Róża chciałaby żyć tak jak ludzie. Chciałaby być zwyczajną, najzwyklejszą nastolatką, jaką widział świat. Jednak nie jest jej to pisane, bowiem będąc dziedziczką książęcego tytułu, Mędrcem i strażniczką w jednym, ludzkie problemy schodzą na dalszy plan. W hrabstwie Devon, gdzie przyszło jej mieszkać po śmierci ukochanej babci, która wkładała całe serce w wychowanie uzdolnionej wnuczki, ma miejsce coraz więcej ataków ze strony Extermino. Sprawa jest na tyle poważna, że sam syn króla Mędrców postanawia pomóc dziewczynie i oboje będą musieli zapobiec zbliżającej się wielkimi krokami wojnie pomiędzy ludźmi i mrocznymi istotami.
W pierwszym tomie cyklu „Mroczna bohaterka” poznaliśmy Violet Lee, która została porwana przez wampiry. Naprawdę polubiłam tę dziewczynę i jej historię, więc przeżyłam lekkie rozczarowanie, gdy okazało się, że drugi tom skupi się na kimś zupełnie innym. Jesienna Róża, czyli główna bohaterka tej części, różni się od Violet pod wieloma względami. Nie da się ukryć, że autorka wykreowała ją w dobry sposób, ale przy pannie Lee, która bardziej przypadła mi do gustu, wypada blado. Brakuje jej zadziorności, która przepełniała jej poprzedniczkę. Jednak uważam, że być może właśnie o to chodziło – aby ukazać, że Mroczne Bohaterki różnią się między sobą, każda z nich posiada inne wady i zalety, każda żyje swoim własnym życiem, a wiąże je przepowiednia.

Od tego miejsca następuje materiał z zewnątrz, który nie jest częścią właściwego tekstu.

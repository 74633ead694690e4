//! Report date extraction.
//!
//! The date appears in the title block at the top of the first page,
//! surrounded by report titles and organisation names that changed across
//! template revisions. Only the leading tokens are considered; known
//! boilerplate is removed and what remains is parsed with a list of
//! English date formats.

use std::sync::LazyLock;

use chrono::NaiveDate;
use regex::{Regex, RegexBuilder};
use serde::Deserialize;

use crate::ReportError;

const BOILERPLATE_TOML: &str = include_str!("../data/boilerplate.toml");

/// Formats tried in order against each candidate span.
const DATE_FORMATS: &[&str] = &[
    "%d %B %Y", "%B %d %Y", "%d %b %Y", "%b %d %Y", "%Y-%m-%d", "%d/%m/%Y", "%Y/%m/%d",
    "%d-%m-%Y", "%d.%m.%Y",
];

static ORDINAL_RE: LazyLock<Regex> =
    LazyLock::new(|| Regex::new(r"(?i)\b(\d{1,2})(?:st|nd|rd|th)\b").expect("valid regex"));

static BOILERPLATE: LazyLock<Boilerplate> = LazyLock::new(|| {
    Boilerplate::from_toml(BOILERPLATE_TOML)
        .unwrap_or_else(|e| panic!("Failed to parse boilerplate.toml: {e}"))
});

/// Why a report date could not be determined.
#[derive(Debug, Clone, PartialEq, Eq, thiserror::Error)]
pub enum DateError {
    /// The date page has no text at all.
    #[error("date page has no text")]
    NoText,

    /// No date format matched the leading text.
    #[error("no date found in '{0}'")]
    Unparseable(String),
}

#[derive(Debug, Deserialize)]
#[serde(deny_unknown_fields)]
struct BoilerplateFile {
    strip: Vec<String>,
}

/// Case-insensitive patterns removed from the title block before parsing.
#[derive(Debug)]
pub struct Boilerplate {
    patterns: Vec<Regex>,
}

impl Boilerplate {
    /// Returns the boilerplate list embedded at compile time.
    ///
    /// # Panics
    ///
    /// Panics if the embedded `boilerplate.toml` is malformed.
    #[must_use]
    pub fn builtin() -> &'static Self {
        &BOILERPLATE
    }

    /// Builds a boilerplate list from TOML of the form `strip = [...]`.
    ///
    /// # Errors
    ///
    /// Returns [`ReportError::Config`] if the TOML is malformed.
    pub fn from_toml(toml_str: &str) -> Result<Self, ReportError> {
        let file: BoilerplateFile =
            toml::de::from_str(toml_str).map_err(|e| ReportError::Config {
                message: e.to_string(),
            })?;

        let mut strip = file.strip;
        strip.sort_by_key(|s| std::cmp::Reverse(s.len()));

        let patterns = strip
            .iter()
            .map(|s| {
                RegexBuilder::new(&boundary_pattern(s))
                    .case_insensitive(true)
                    .build()
                    .map_err(|e| ReportError::Config {
                        message: e.to_string(),
                    })
            })
            .collect::<Result<Vec<_>, _>>()?;

        Ok(Self { patterns })
    }

    /// Replaces every boilerplate occurrence with a space.
    #[must_use]
    pub fn strip(&self, text: &str) -> String {
        self.patterns
            .iter()
            .fold(text.to_string(), |acc, re| re.replace_all(&acc, " ").into_owned())
    }
}

/// Escapes a boilerplate entry, anchoring each end that is a word
/// character at a word boundary so entries never match inside longer
/// words.
fn boundary_pattern(entry: &str) -> String {
    let is_word = |c: char| c.is_alphanumeric() || c == '_';
    let mut pattern = regex::escape(entry);
    if entry.chars().next().is_some_and(is_word) {
        pattern.insert_str(0, r"\b");
    }
    if entry.chars().last().is_some_and(is_word) {
        pattern.push_str(r"\b");
    }
    pattern
}

fn parse_span(span: &str) -> Option<NaiveDate> {
    DATE_FORMATS
        .iter()
        .find_map(|fmt| NaiveDate::parse_from_str(span, fmt).ok())
}

/// Parses the report date from the leading `token_count` words of the
/// date page.
///
/// # Errors
///
/// Returns [`DateError::NoText`] for an empty page and
/// [`DateError::Unparseable`] when no date can be found.
pub fn parse_report_date(page_text: &str, token_count: usize) -> Result<NaiveDate, DateError> {
    let head = page_text
        .split_whitespace()
        .take(token_count)
        .collect::<Vec<_>>()
        .join(" ");
    if head.is_empty() {
        return Err(DateError::NoText);
    }

    let stripped = Boilerplate::builtin().strip(&head).replace(',', " ");
    let stripped = ORDINAL_RE.replace_all(&stripped, "$1");
    let tokens: Vec<&str> = stripped.split_whitespace().collect();

    let whole = tokens.join(" ");
    if let Some(date) = parse_span(&whole) {
        return Ok(date);
    }

    for window in [3, 1] {
        if let Some(date) = tokens
            .windows(window)
            .find_map(|w| parse_span(&w.join(" ")))
        {
            return Ok(date);
        }
    }

    Err(DateError::Unparseable(head))
}

/// Like [`parse_report_date`], logging the failure instead of returning it.
#[must_use]
pub fn extract_date(page_text: &str, token_count: usize) -> Option<NaiveDate> {
    match parse_report_date(page_text, token_count) {
        Ok(date) => Some(date),
        Err(e) => {
            log::warn!("Could not extract report date: {e}");
            None
        }
    }
}

#[cfg(test)]
mod tests {
    use super::*;

    fn ymd(y: i32, m: u32, d: u32) -> NaiveDate {
        NaiveDate::from_ymd_opt(y, m, d).unwrap()
    }

    #[test]
    fn parses_leading_date_before_title() {
        assert_eq!(
            parse_report_date(
                "14 July 2021 National Daily Report COVID-19 Hospital Surveillance NICD",
                12
            ),
            Ok(ymd(2021, 7, 14))
        );
    }

    #[test]
    fn parses_date_after_title_with_ordinal_and_comma() {
        assert_eq!(
            parse_report_date(
                "COVID-19 Sentinel Hospital Surveillance Update\nWednesday, 2nd December 2020\nmore",
                12
            ),
            Ok(ymd(2020, 12, 2))
        );
    }

    #[test]
    fn parses_month_first_and_numeric_forms() {
        assert_eq!(
            parse_report_date("DATCOV report August 3, 2020", 12),
            Ok(ymd(2020, 8, 3))
        );
        assert_eq!(
            parse_report_date("Report generated 2021-01-05 by NICD", 12),
            Ok(ymd(2021, 1, 5))
        );
        assert_eq!(
            parse_report_date("Data as of 05/01/2021", 12),
            Ok(ymd(2021, 1, 5))
        );
    }

    #[test]
    fn only_leading_tokens_are_searched() {
        let text = "one two three four five 14 July 2021";
        assert!(matches!(
            parse_report_date(text, 4),
            Err(DateError::Unparseable(_))
        ));
        assert_eq!(parse_report_date(text, 8), Ok(ymd(2021, 7, 14)));
    }

    #[test]
    fn empty_page_has_no_text() {
        assert_eq!(parse_report_date("", 12), Err(DateError::NoText));
        assert_eq!(parse_report_date("  \n ", 12), Err(DateError::NoText));
        assert_eq!(extract_date("", 12), None);
    }

    #[test]
    fn boilerplate_only_matches_whole_words() {
        let stripped = Boilerplate::builtin().strip("NICDX report by NHLS-lab NICD");
        let tokens: Vec<&str> = stripped.split_whitespace().collect();
        assert_eq!(tokens, ["NICDX", "report", "by", "-lab"]);

        let boilerplate = Boilerplate::from_toml(r#"strip = ["Microsoft Word -"]"#).unwrap();
        assert_eq!(
            boilerplate.strip("Microsoft Word -14 July 2021").trim(),
            "14 July 2021"
        );
    }

    #[test]
    fn boilerplate_is_case_insensitive() {
        let stripped = Boilerplate::builtin().strip("nicd national daily report");
        assert_eq!(stripped.split_whitespace().count(), 0);
    }
}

Fabuła wykazuje podobieństwo do pierwszego tomu, ale tym razem poznajemy zupełnie inny świat, czy też wymiar rzeczywistości. Jesienna Róża żyje w miejscu, gdzie istnienie mrocznych istot jest faktem, czymś oczywistym, czego nie trzeba ukrywać przed pozostałymi mieszkańcami. Co więcej, tym razem nie mamy do czynienia z wampirami, ale z zupełnie inną rasą – z rasą Mędrców. Ich pochodzenie i historia nie zostały przedstawione szczegółowo, ale i tak można zauważyć, czym różnią się od zwykłych ludzi. Doskonale natomiast zostały ukazane uczucia i myśli głównej bohaterki, przede wszystkim ze względu na pierwszoosobową narrację. Możemy dosłownie wejść do głowy Róży i zobaczyć jej wewnętrzne rozdarcie. Chwilami również można w ten sam sposób przeanalizować zachowanie księcia Fallona, bowiem kilka rozdziałów napisanych zostało z jego perspektywy.
Myślę, że cykl ten spokojnie można włożyć do jednej szuflady z romansami paranormalnymi, więc wypadałoby co nieco wspomnieć o wątku miłosnym. Tak, jest on tutaj obecny i nie da się tego ukryć, chociaż cieszy mnie to, że pani Gibbs dozuje go w odpowiednich dawkach. Uczucie rozwija się powoli i stopniowo, a nie z dnia na dzień. Bądź co bądź i tak chwilami wydawało mi się ono zbyt banalne, ale przynajmniej nie zdominowało całej powieści. Jednak nadal pozostaję fanką wampirzego księcia, bowiem książę Mędrców Fallon nie urzekł mnie zupełnie. Brakowało mu charyzmy i tylko momentami otwierał się bardziej i dało się w nim wyczuć nutkę arogancji, która to zazwyczaj przyciąga w takich przypadkach.
Nie mogę jednak napisać, że ta książka mnie nie wciągnęła. Czytało mi się ją naprawdę dobrze, lekko i przyjemnie. Autorka potrafi zadbać o odpowiednie tempo akcji, o chwile napięcia i grozy, o emocje towarzyszące nie tylko bohaterom, ale i nam podczas lektury. Fabuła jest logiczna i nawiązuje do poprzedniego tomu, a zakończenie zdecydowanie zachęca do sięgnięcia po następne części cyklu. Drobne mankamenty są i być może wymagają dopracowania, ale pani Gibbs dopiero rozpoczyna swoją pisarską przygodę, więc można na to przymknąć oko. Bohaterowie „Jesiennej Róży” nie przypadli mi do gustu tak mocno jak Violet i Kaspar, chociaż to bardziej osobista kwestia tego, w jaki sposób odbieramy poszczególnych bohaterów. Jednak obie części są całkiem ciekawe i intrygujące, poleciłabym je jednak przede wszystkim fanom gatunku PR.